In the past, there were fewer drugs to treat common mental illnesses. However, since 1985, drug sales have increased significantly in the United States.

That is big business today, but we need to look at how it came about. Doctors were looking for miracle drugs that could cure infectious diseases, but they accidentally invented psychoactive drugs in the process.

After WWII, researchers found that certain drugs could affect the central nervous system. While testing those compounds to cure disease, they discovered that some of them caused a person’s body and emotions to change dramatically without making the person lose consciousness.

Usually, drugs are developed by finding the cause of a disease and then developing a drug to cure that disease. This is how insulin was discovered for diabetes patients.

New psychoactive drugs were not tested well before going to market. The pharmaceutical company Smith, Kline & French tested its new mental illness magic bullet, Thorazine, on less than 150 psychiatric patients before applying for FDA approval. The president of the company claimed that Thorazine had been thoroughly tested on over 5,000 animals and was proven safe for human administration.

In 1954, Thorazine was put on a drugstore counter for anxiety and bipolar disorder.

Big Idea #2: Psychiatric medications can cause severe side effects and long-lasting dependency.

One of the biggest problems with limited testing is that it doesn’t give a drug enough time to develop side effects. We now know that drugs have many side effects, so we need to test them more extensively before approving them for use.

Psychiatric medications can cause long-lasting changes to a person’s brain. They can also have negative side effects.

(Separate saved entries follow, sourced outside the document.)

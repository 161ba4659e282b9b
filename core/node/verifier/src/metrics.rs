//! Metrics for the verifier bridge.

use vise::{Counter, Metrics};

#[derive(Debug, Metrics)]
#[metrics(prefix = "cdk_verifier")]
pub(crate) struct VerifierMetrics {
    /// Number of verification requests submitted.
    pub requests_submitted: Counter,

    /// Number of prover responses received.
    pub responses_received: Counter,

    /// Number of cancel-all sweeps.
    pub cancellations: Counter,
}

#[vise::register]
pub(crate) static METRICS: vise::Global<VerifierMetrics> = vise::Global::new();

Antidepressants are used to treat depression. They increase serotonin, a natural chemical in the brain that helps nerve cells communicate with each other. However, this can cause episodes of mania if there is too much of it.

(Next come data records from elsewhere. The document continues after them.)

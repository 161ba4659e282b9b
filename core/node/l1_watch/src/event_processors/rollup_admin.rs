use std::collections::HashMap;

use cdk_basic_types::{BatchNumber, ForkId};
use cdk_dal::{Connection, CoreDal};
use cdk_types::l1_events::RollupAdminEvent;

use super::{EventProcessor, EventProcessorError};
use crate::{
    client::{L1Client, L1Log},
    events,
};

/// Ingests rollup administration events and maintains the fork-id history.
#[derive(Debug)]
pub(crate) struct RollupAdminProcessor {
    rollup_id: u64,
    /// Fork ids per announced rollup type.
    rollup_types: HashMap<u64, ForkId>,
}

impl RollupAdminProcessor {
    pub fn new(rollup_id: u64) -> Self {
        Self {
            rollup_id,
            rollup_types: HashMap::new(),
        }
    }
}

#[async_trait::async_trait]
impl EventProcessor for RollupAdminProcessor {
    async fn process_events(
        &mut self,
        storage: &mut Connection,
        _client: &dyn L1Client,
        logs: &[L1Log],
    ) -> Result<(), EventProcessorError> {
        for log in logs {
            let Some(topic0) = log.topics.first() else {
                continue;
            };
            let event = if *topic0 == *events::ADD_NEW_ROLLUP_TYPE {
                events::decode_add_new_rollup_type(log)
                    .map_err(|err| EventProcessorError::log_parse(err, "AddNewRollupType"))?
            } else if *topic0 == *events::CREATE_NEW_ROLLUP {
                events::decode_create_new_rollup(log)
                    .map_err(|err| EventProcessorError::log_parse(err, "CreateNewRollup"))?
            } else if *topic0 == *events::UPDATE_ROLLUP {
                events::decode_update_rollup(log)
                    .map_err(|err| EventProcessorError::log_parse(err, "UpdateRollup"))?
            } else {
                continue;
            };

            match event {
                RollupAdminEvent::AddNewRollupType {
                    rollup_type_id,
                    fork_id,
                    ..
                } => {
                    self.rollup_types.insert(rollup_type_id, fork_id);
                }
                RollupAdminEvent::CreateNewRollup {
                    rollup_id, fork_id, ..
                } => {
                    if rollup_id != self.rollup_id {
                        continue;
                    }
                    storage
                        .forks_dal()
                        .write_fork(fork_id, BatchNumber(1))
                        .await
                        .map_err(|err| EventProcessorError::Database(err.to_string()))?;
                    tracing::info!(%fork_id, "rollup created on L1 with its genesis fork");
                }
                RollupAdminEvent::UpdateRollup {
                    rollup_id,
                    new_fork_id,
                    from_batch,
                    ..
                } => {
                    if rollup_id != self.rollup_id {
                        continue;
                    }
                    storage
                        .forks_dal()
                        .write_fork(new_fork_id, from_batch)
                        .await
                        .map_err(|err| EventProcessorError::Database(err.to_string()))?;
                    tracing::info!(
                        fork_id = %new_fork_id,
                        %from_batch,
                        "fork transition learned from L1"
                    );
                }
            }
        }
        Ok(())
    }
}
//! The sequencer loop: a batch → block → transaction state machine that
//! pulls from the mempool, executes against intra-block state under counter
//! accounting, and emits the ordered batch stream.

pub use self::{
    clock::{Clock, SystemClock, TokioClock},
    keeper::{KeeperMode, StateKeeper},
    seal_criteria::{SealData, SealResolution},
};

mod clock;
mod keeper;
mod metrics;
mod seal_criteria;

#[cfg(test)]
mod tests;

Antipsychotic medications work by blocking a neurotransmitter called dopamine. But reducing dopamine can have negative side effects as well, such as tremors and impaired motor function in patients with Parkinson’s disease. Other common side effects include memory loss and reduced learning ability, as well as weight gain, suicidal thoughts and apathy. These symptoms are often treated with yet more drugs, leaving many patients taking multiple pills every day.

Many people are prescribed drugs for depression, anxiety, and other mental disorders. These prescriptions can lead to additional drug use when the patient experiences side effects from one prescription. This is not uncommon; some patients take multiple drugs per day to treat their symptoms.